FIG. 4 is a cross-sectional view showing a main structure of a diaphragm.

[Explanation of symbols]

 1 Diaphragm 2 Main body 3 Adhesive 4 Input port 6 Holding member 9 Input port 11 Shuttle valve 12 Valve member

Front page continuation (72) Inventor Hisagi Hashimoto, 650 Kintatecho, Tsuchiura, Ibaraki Prefecture Tsuchiura Plant, Hitachi Construction Machinery Co., Ltd. Tsuchiura factory

Claims (3)

[Claims] 1. A plate member which receives pressure from both sides of the front and back surfaces and one side of which is joined to a main body, a thin film portion including a strain gauge formed on one surface of the plate member, and a pressure output from the thin film portion.
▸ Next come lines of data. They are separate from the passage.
//! Project file access.
//!
//! - [`FileStore`] - async read/write of project-relative files
//! - [`paths`] - where a source file's test belongs
//! - [`targets`] - glob-driven selection of source files for batch runs

pub mod paths;
pub mod targets;

pub use paths::OutputStrategy;
pub use targets::collect_targets;

use crate::error::KintsugiError;
use anyhow::{Context, Result};
use async_trait::async_trait;
use std::path::{Component, Path, PathBuf};

/// Abstraction for project file access.
///
/// Paths are relative to the project root. Failures surface as errors, never
/// as sentinel values.
#[async_trait]
pub trait FileStore: Send + Sync {
    /// Read a file as UTF-8 text.
    ///
    /// # Errors
    ///
    /// Returns an error if the file doesn't exist or can't be read.
    async fn read_file(&self, path: &Path) -> Result<String>;

    /// Write a file, creating parent directories as needed.
    ///
    /// # Errors
    ///
    /// Returns an error if the file can't be written.
    async fn write_file(&self, path: &Path, content: &str) -> Result<()>;

    /// Check whether a file exists.
    async fn exists(&self, path: &Path) -> bool;
}

/// [`FileStore`] backed by the real filesystem, rooted at a project directory.
#[derive(Debug, Clone)]
pub struct ProjectFileStore {
    root: PathBuf,
}

impl ProjectFileStore {
    pub fn new(root: impl Into<PathBuf>) -> Self {
        Self { root: root.into() }
    }

    /// The project root.
    #[must_use]
    pub fn root(&self) -> &Path {
        &self.root
    }

    /// Resolve a project-relative path, refusing anything that escapes the root.
    ///
    /// Refusals are [`KintsugiError::Config`] errors: retrying the same path
    /// cannot succeed.
    pub fn resolve(&self, path: &Path) -> Result<PathBuf> {
        let relative = if path.is_absolute() {
            path.strip_prefix(&self.root).map_err(|_| {
                KintsugiError::config_with_path(
                    format!("{} is outside the project", path.display()),
                    path.to_path_buf(),
                )
            })?
        } else {
            path
        };

        if relative
            .components()
            .any(|c| matches!(c, Component::ParentDir | Component::RootDir | Component::Prefix(_)))
        {
            return Err(KintsugiError::config_with_path(
                format!("{} escapes the project root", path.display()),
                path.to_path_buf(),
            )
            .into());
        }

        Ok(self.root.join(relative))
    }
}

#[async_trait]
impl FileStore for ProjectFileStore {
    async fn read_file(&self, path: &Path) -> Result<String> {
        let full = self.resolve(path)?;
        tokio::fs::read_to_string(&full)
            .await
            .with_context(|| format!("Failed to read {}", full.display()))
    }

    async fn write_file(&self, path: &Path, content: &str) -> Result<()> {
        let full = self.resolve(path)?;
        if let Some(parent) = full.parent() {
            tokio::fs::create_dir_all(parent)
                .await
                .with_context(|| format!("Failed to create {}", parent.display()))?;
        }
        tokio::fs::write(&full, content)
            .await
            .with_context(|| format!("Failed to write {}", full.display()))
    }

    async fn exists(&self, path: &Path) -> bool {
        match self.resolve(path) {
            Ok(full) => tokio::fs::try_exists(full).await.unwrap_or(false),
            Err(_) => false,
        }
    }
}

#[cfg(test)]
mod tests {
    use super::*;
    use tempfile::TempDir;

    #[tokio::test]
    async fn test_write_creates_parent_directories() {
        let temp = TempDir::new().unwrap();
        let store = ProjectFileStore::new(temp.path());

        store
            .write_file(Path::new("src/deep/add.test.ts"), "test('x', () => {})")
            .await
            .unwrap();

        let content = store.read_file(Path::new("src/deep/add.test.ts")).await.unwrap();
        assert_eq!(content, "test('x', () => {})");
        assert!(store.exists(Path::new("src/deep/add.test.ts")).await);
    }

    #[tokio::test]
    async fn test_read_missing_file_errors() {
        let temp = TempDir::new().unwrap();
        let store = ProjectFileStore::new(temp.path());
        let err = store.read_file(Path::new("nope.ts")).await.unwrap_err();
        assert!(err.to_string().contains("nope.ts"));
        assert!(!store.exists(Path::new("nope.ts")).await);
    }

    #[test]
    fn test_resolve_rejects_parent_traversal() {
        let store = ProjectFileStore::new("/project");
        assert!(store.resolve(Path::new("../etc/passwd")).is_err());
        assert!(store.resolve(Path::new("src/../../x")).is_err());

        let err = store.resolve(Path::new("../etc/passwd")).unwrap_err();
        assert!(matches!(
            err.downcast_ref::<KintsugiError>(),
            Some(KintsugiError::Config { .. })
        ));
    }

    #[test]
    fn test_resolve_accepts_absolute_paths_inside_root() {
        let store = ProjectFileStore::new("/project");
        let resolved = store.resolve(Path::new("/project/src/a.ts")).unwrap();
        assert_eq!(resolved, PathBuf::from("/project/src/a.ts"));
        assert!(store.resolve(Path::new("/elsewhere/a.ts")).is_err());
    }
}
A differential pressure sensor for inputting a signal relating to the signal through an electric wiring section, having an electric circuit section for signal processing, and a protective film for protecting the thin film section, and measuring a difference in pressure applied to both surfaces of the plate material. A differential pressure sensor, characterized in that a high pressure selection valve is provided so that a high pressure is always applied to a side having high pressure resistance of the both sides of the plate material. 2. The differential pressure sensor according to claim 1, wherein the high pressure selection valve is a shuttle valve. 3. A plate member which receives pressure from both sides of the front and back surfaces and one side of which is joined to the main body, a thin film portion including a strain gauge formed on one surface of the plate member, and a pressure output from the thin film portion. A differential pressure sensor for inputting a signal relating to the signal through an electric wiring section, having an electric circuit section for signal processing, and a protective film for protecting the thin film section, and measuring a difference in pressure applied to both surfaces of the plate material. , Both sides of the plate are distinguished into a high pressure resistant side and a low pressure resistant side based on the mounting structure,
When the pressure applied to the low pressure resistance side becomes higher than the pressure applied to the high pressure resistance side, the plate material has an introduction mechanism for introducing the high pressure to the high pressure resistance side. A differential pressure sensor characterized by mutually canceling the pressure applied to both sides.